▶ _Source records_:
※

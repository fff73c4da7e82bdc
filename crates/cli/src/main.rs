// salesgrid - purchase patterns of 18-35 year old customers, computed twice
// (SQL aggregate and in-memory joins) and reconciled

use std::io::{self, Write};
use std::path::PathBuf;
use std::process::ExitCode;

use clap::{Args, Parser, Subcommand};
use tracing_subscriber::{layer::SubscriberExt, util::SubscriberInitExt};

use salesgrid_cli::exit_codes::{exit_code, EXIT_MISMATCH, EXIT_SUCCESS};
use salesgrid_cli::{report, SalesAnalytics};
use salesgrid_config::{Overrides, Settings};
use salesgrid_engine::SalesError;
use salesgrid_io::csv::read_purchases;
use salesgrid_recon::reconcile;

#[derive(Parser)]
#[command(name = "salesgrid")]
#[command(about = "Customer purchase patterns from a SQLite sales database, computed two ways and reconciled")]
#[command(version)]
#[command(args_conflicts_with_subcommands = true)]
struct Cli {
    #[command(subcommand)]
    command: Option<Commands>,

    #[command(flatten)]
    run: RunArgs,
}

#[derive(Subcommand)]
enum Commands {
    /// Run both computation paths, export CSVs, reconcile (default)
    #[command(after_help = "\
Exit code 0 means both paths agree, 1 means they differ.

Examples:
  salesgrid
  salesgrid run --db data/sales.db --output-dir output
  salesgrid run --min-age 21 --max-age 30 --preview
  salesgrid run --json | jq .recon.summary")]
    Run(RunArgs),

    /// Reconcile two previously exported CSV files
    #[command(after_help = "\
Examples:
  salesgrid compare output/sql_sales_analysis.csv output/frame_sales_analysis.csv
  salesgrid compare yesterday.csv today.csv --json")]
    Compare {
        /// Left file (Customer;Age;Item;Quantity)
        left: PathBuf,

        /// Right file (Customer;Age;Item;Quantity)
        right: PathBuf,

        /// Output JSON to stdout instead of human summary
        #[arg(long)]
        json: bool,

        /// Log progress to stderr
        #[arg(long, short = 'v')]
        verbose: bool,
    },
}

#[derive(Args, Default)]
struct RunArgs {
    /// SQLite database with Customer, Sales, Orders and Items tables
    #[arg(long, env = "SALESGRID_DB")]
    db: Option<PathBuf>,

    /// Directory for the two CSV files (created if missing)
    #[arg(long, env = "SALESGRID_OUTPUT_DIR")]
    output_dir: Option<PathBuf>,

    /// Base output file name; files are written as sql_<NAME> and frame_<NAME>
    #[arg(long, value_name = "NAME")]
    output_name: Option<String>,

    /// Lowest age included (default 18)
    #[arg(long)]
    min_age: Option<i64>,

    /// Highest age included (default 35)
    #[arg(long)]
    max_age: Option<i64>,

    /// Config file (default: <config dir>/salesgrid/config.toml when present)
    #[arg(long, env = "SALESGRID_CONFIG")]
    config: Option<PathBuf>,

    /// Output JSON report to stdout instead of human summary
    #[arg(long)]
    json: bool,

    /// Print the saved rows as a table
    #[arg(long)]
    preview: bool,

    /// Print nothing on success
    #[arg(long, short = 'q')]
    quiet: bool,

    /// Log progress to stderr
    #[arg(long, short = 'v')]
    verbose: bool,
}

impl RunArgs {
    fn overrides(&self) -> Overrides {
        Overrides {
            database: self.db.clone(),
            output_dir: self.output_dir.clone(),
            output_name: self.output_name.clone(),
            min_age: self.min_age,
            max_age: self.max_age,
        }
    }
}

pub struct CliError {
    pub code: u8,
    pub message: String,
    pub hint: Option<String>,
}

impl CliError {
    /// Exit with a code but no message (the report already explained it).
    fn silent(code: u8) -> Self {
        Self { code, message: String::new(), hint: None }
    }
}

impl From<SalesError> for CliError {
    fn from(err: SalesError) -> Self {
        let code = exit_code(&err);
        let hint = match &err {
            SalesError::Connection(_) => Some("pass --db <PATH> or set SALESGRID_DB".to_string()),
            SalesError::MissingTable { .. } | SalesError::MissingColumn { .. } => Some(
                "expected Customer(customer_id, age), Sales(sales_id, customer_id), \
                 Orders(order_id, sales_id, item_id, quantity), Items(item_id, item_name)"
                    .to_string(),
            ),
            _ => None,
        };
        Self { code, message: err.to_string(), hint }
    }
}

/// Initialize logging from SALESGRID_LOG, falling back to warn (info with -v).
fn init_logging(verbose: bool) {
    let fallback = if verbose { "info" } else { "warn" };
    let _ = tracing_subscriber::registry()
        .with(
            tracing_subscriber::EnvFilter::try_from_env("SALESGRID_LOG")
                .unwrap_or_else(|_| tracing_subscriber::EnvFilter::new(fallback)),
        )
        .with(tracing_subscriber::fmt::layer().with_writer(io::stderr))
        .try_init();
}

fn main() -> ExitCode {
    let cli = Cli::parse();
    let command = cli.command.unwrap_or(Commands::Run(cli.run));

    let result = match command {
        Commands::Run(args) => {
            init_logging(args.verbose);
            cmd_run(args)
        }
        Commands::Compare { left, right, json, verbose } => {
            init_logging(verbose);
            cmd_compare(left, right, json)
        }
    };

    match result {
        Ok(()) => ExitCode::from(EXIT_SUCCESS),
        Err(CliError { code, message, hint }) => {
            if !message.is_empty() {
                eprintln!("error: {}", message);
            }
            if let Some(hint) = hint {
                eprintln!("hint:  {}", hint);
            }
            ExitCode::from(code)
        }
    }
}

// ============================================================================
// run
// ============================================================================

fn cmd_run(args: RunArgs) -> Result<(), CliError> {
    let settings = Settings::discover(args.config.as_deref())?.apply(&args.overrides())?;

    let mut analytics = SalesAnalytics::from_settings(&settings);
    analytics.connect()?;
    let analysis = analytics.analyze(&settings.output.name, &settings.output.dir);
    let closed = analytics.close();
    let analysis = analysis?;
    closed?;

    if args.json {
        let json = serde_json::to_string_pretty(&analysis)
            .map_err(|e| CliError::from(SalesError::Io(e.to_string())))?;
        print_stdout(&json)?;
    } else if !args.quiet || !analysis.recon.matched {
        print_stdout(report::render_analysis(&analysis, args.preview).trim_end())?;
    }

    if analysis.recon.matched {
        Ok(())
    } else {
        Err(CliError::silent(EXIT_MISMATCH))
    }
}

// ============================================================================
// compare
// ============================================================================

fn cmd_compare(left: PathBuf, right: PathBuf, json: bool) -> Result<(), CliError> {
    let left_records = read_purchases(&left)?;
    let right_records = read_purchases(&right)?;

    let recon = reconcile(
        &left.display().to_string(),
        &left_records,
        &right.display().to_string(),
        &right_records,
    );

    if json {
        let out = serde_json::to_string_pretty(&recon)
            .map_err(|e| CliError::from(SalesError::Io(e.to_string())))?;
        print_stdout(&out)?;
    } else {
        print_stdout(report::render_recon(&recon).trim())?;
    }

    if recon.matched {
        Ok(())
    } else {
        Err(CliError::silent(EXIT_MISMATCH))
    }
}

fn print_stdout(text: &str) -> Result<(), CliError> {
    let stdout = io::stdout();
    let mut handle = stdout.lock();
    writeln!(handle, "{}", text).map_err(|e| CliError::from(SalesError::Io(e.to_string())))
}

※

▶ _WORK TASK_: Copy out each line of the entries where the word "files" is found.

▶ _RESPONSE AREA_:
    /// Reconcile two previously exported CSV files
    /// Directory for the two CSV files (created if missing)
    /// Base output file name; files are written as sql_<NAME> and frame_<NAME>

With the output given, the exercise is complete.